All of these changes are intended to make target-independent IR (i.e.  
IR without machine specific intrinsics) generate better code or be  
easier to generate from a frontend with vector support (whether from  
manual or autovectorization).

If you have any insight into how to best get started with any of these  
changes, and whether they are feasible and sensible, please let me  
know. We're mostly interested in x86 as a target in the short term,  
but obviously want these to apply to other LLVM targets as well. We're  
prepared to implement these changes, but would like to hear any  
suggestions and objections you might have.

Below are the specific additions we have in mind.

===
1) Vector shl, lshr, ashr

I think these are no-brainers. We would like to extend the semantics  
of the shifting instructions to naturally apply to vectors as well.  
One issue is that these operations often only support a single shift  
amount for an entire vector. I assume it should be fairly  
straightforward to select on this pattern, and scalarize the general  
case as necessary.

2) Vector strunc, sext, zext, fptrunc and fpext

Again, I think these are hopefully straightforward. Please let me know  
if you expect any issues with vector operations that change element  
sizes from the RHS to the LHS, e.g. around legalization.

3) Vector intrinsics for floor, ceil, round, frac/modf

These are operations that are not trivially specified in terms of  
simpler operations. It would be nice to have these as overloaded,  
target-independent intrinsics, in the same way as llvm.cos etc. are  
supported now.

4) Vector select

We consider a vector select extremely important for a number of  
operations. This would be an extension of select to support an <N x  
i1> vector mask to select between elements of <N x T> vectors for some  
basic type T. Vector min, max, sign, etc. can be built on top of this  
operation.

5) Vector comparisons that return <N x i1>

This is maybe not a must-have, and perhaps more a question of  
preference. I understand the current vfcmp/vicmp semantics, returning  
a vector of iK where K matches the bitwidth of the operands being  
compared with the high bit set or not, are there for pragmatic  
reasons, and that these functions exist to aid with code emitted that  
uses machine-specific intrinsics.

For code that does not use machine intrinsics, I believe it would be  
cleaner, simpler, and potentially more efficient, to have a vector  
compare that returns <N x i1> instead. For example, in conjunction  
with the above-mentioned vector select, this would allow a max to be  
expressed simply as a sequence of compare and select.

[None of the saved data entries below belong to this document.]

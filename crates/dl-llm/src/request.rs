//! Per-provider request builders.

use dl_core::{ProviderConfig, ProviderKind, WireFormat};
use serde::{Deserialize, Serialize};
use serde_json::json;
use url::Url;

use crate::error::CallError;
use crate::transport::HttpRequest;

pub const OPENAI_CHAT_ENDPOINT: &str = "https://api.openai.com/v1/chat/completions";
pub const OPENROUTER_CHAT_ENDPOINT: &str = "https://openrouter.ai/api/v1/chat/completions";
pub const OPENROUTER_MODELS_ENDPOINT: &str = "https://openrouter.ai/api/v1/models";
pub const GEMINI_MODELS_BASE: &str = "https://generativelanguage.googleapis.com/v1beta/models";

/// Attribution headers OpenRouter asks clients to send.
pub const OPENROUTER_REFERER: &str = "https://github.com/diagramlift/diagramlift";
pub const OPENROUTER_TITLE: &str = "diagramlift";

/// Sampling settings sent with every completion request.
#[derive(Debug, Clone, Copy, Serialize, Deserialize, PartialEq)]
#[serde(default)]
pub struct GenerationParams {
    pub temperature: f32,
    pub max_tokens: u32,
}

impl Default for GenerationParams {
    fn default() -> Self {
        Self {
            temperature: 0.3,
            max_tokens: 2048,
        }
    }
}

/// System instruction plus the user's text.
#[derive(Debug, Clone, Copy, PartialEq, Eq)]
pub struct Prompt<'a> {
    pub system: &'a str,
    pub user: &'a str,
}

/// Build the completion request for `config`.
///
/// # Errors
///
/// [`CallError::Config`] for a blank API key or prompt, a custom provider
/// without a base URL, or a base URL that does not parse.
pub fn build_request(
    config: &ProviderConfig,
    prompt: &Prompt<'_>,
    params: &GenerationParams,
) -> Result<HttpRequest, CallError> {
    let api_key = config.api_key.trim();
    if api_key.is_empty() {
        return Err(CallError::Config(format!(
            "no API key configured for {}",
            config.provider.display_name()
        )));
    }
    if prompt.user.trim().is_empty() {
        return Err(CallError::Config(String::from("the description is empty")));
    }

    let model = config.effective_model();
    match config.provider.wire_format() {
        WireFormat::ChatCompletions => {
            let body = json!({
                "model": model,
                "messages": [
                    { "role": "system", "content": prompt.system },
                    { "role": "user", "content": prompt.user },
                ],
                "temperature": params.temperature,
                "max_tokens": params.max_tokens,
            });
            let mut request = HttpRequest::post_json(chat_endpoint(config)?, &body)
                .header("Authorization", format!("Bearer {api_key}"));
            if config.provider == ProviderKind::OpenRouter {
                request = request
                    .header("HTTP-Referer", OPENROUTER_REFERER)
                    .header("X-Title", OPENROUTER_TITLE);
            }
            Ok(request)
        }
        WireFormat::GenerateContent => {
            let body = json!({
                "contents": [{
                    "role": "user",
                    "parts": [{ "text": format!("{}\n\n{}", prompt.system, prompt.user) }],
                }],
                "generationConfig": {
                    "temperature": params.temperature,
                    "maxOutputTokens": params.max_tokens,
                },
            });
            Ok(HttpRequest::post_json(gemini_endpoint(model, api_key)?, &body))
        }
    }
}

/// Chat-completions endpoint of an OpenAI-compatible provider.
///
/// # Errors
///
/// [`CallError::Config`] when a custom provider's base URL is missing or
/// invalid.
pub fn chat_endpoint(config: &ProviderConfig) -> Result<String, CallError> {
    match config.provider {
        ProviderKind::OpenAi => Ok(OPENAI_CHAT_ENDPOINT.to_string()),
        ProviderKind::OpenRouter => Ok(OPENROUTER_CHAT_ENDPOINT.to_string()),
        ProviderKind::Custom => {
            let base = config
                .base_url
                .as_deref()
                .map(str::trim)
                .filter(|base| !base.is_empty())
                .ok_or_else(|| CallError::Config(String::from("the custom provider needs a base URL")))?;
            let endpoint = format!("{}/chat/completions", base.trim_end_matches('/'));
            Url::parse(&endpoint)
                .map(String::from)
                .map_err(|err| CallError::Config(format!("invalid base URL {base:?}: {err}")))
        }
        ProviderKind::Gemini => Err(CallError::Config(String::from(
            "Gemini does not serve chat completions",
        ))),
    }
}

fn gemini_endpoint(model: &str, api_key: &str) -> Result<String, CallError> {
    let mut url = Url::parse(GEMINI_MODELS_BASE)
        .map_err(|err| CallError::Config(format!("invalid Gemini endpoint: {err}")))?;
    url.path_segments_mut()
        .map_err(|()| CallError::Config(String::from("invalid Gemini endpoint")))?
        .push(&format!("{model}:generateContent"));
    url.query_pairs_mut().append_pair("key", api_key);
    Ok(url.into())
}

Vector bitshifts would actually help with the amount of code generated  
for something like a vectorized max, but makes the patterns for  
recognizing these a lot longer.

I realize this is probably the most controversial change amongst  
these. I gather there is some concern about representing "variable  
width" i1s, but I would contend that that's the case even for i1s  
which are not vectors.
===

In addition to the above suggestions, I'd also like to hear what  
others think about handling vector operations that aren't powers of  
two in size, e.g. <3 x float> operations. I gather the status quo is  
that only POT sizes are expected to work (although we've found some  
bugs for things like <2 x float> that we're submitting). Ideally  
things like <3 x float> operands would usually be rounded up to the  
size supported by the machine directly. We can try to do this in the  
frontend, but it would of course be ideal if these just worked. I'm  
curious if anyone else out there has dealt with this already and has  
some suggestions.

Please let me know what you think,

Stefanus

--
Stefanus Du Toit <stefanus.dutoit at rapidmind.com>
   RapidMind Inc.
   phone: +1 519 885 5455 x116 -- fax: +1 519 885 1463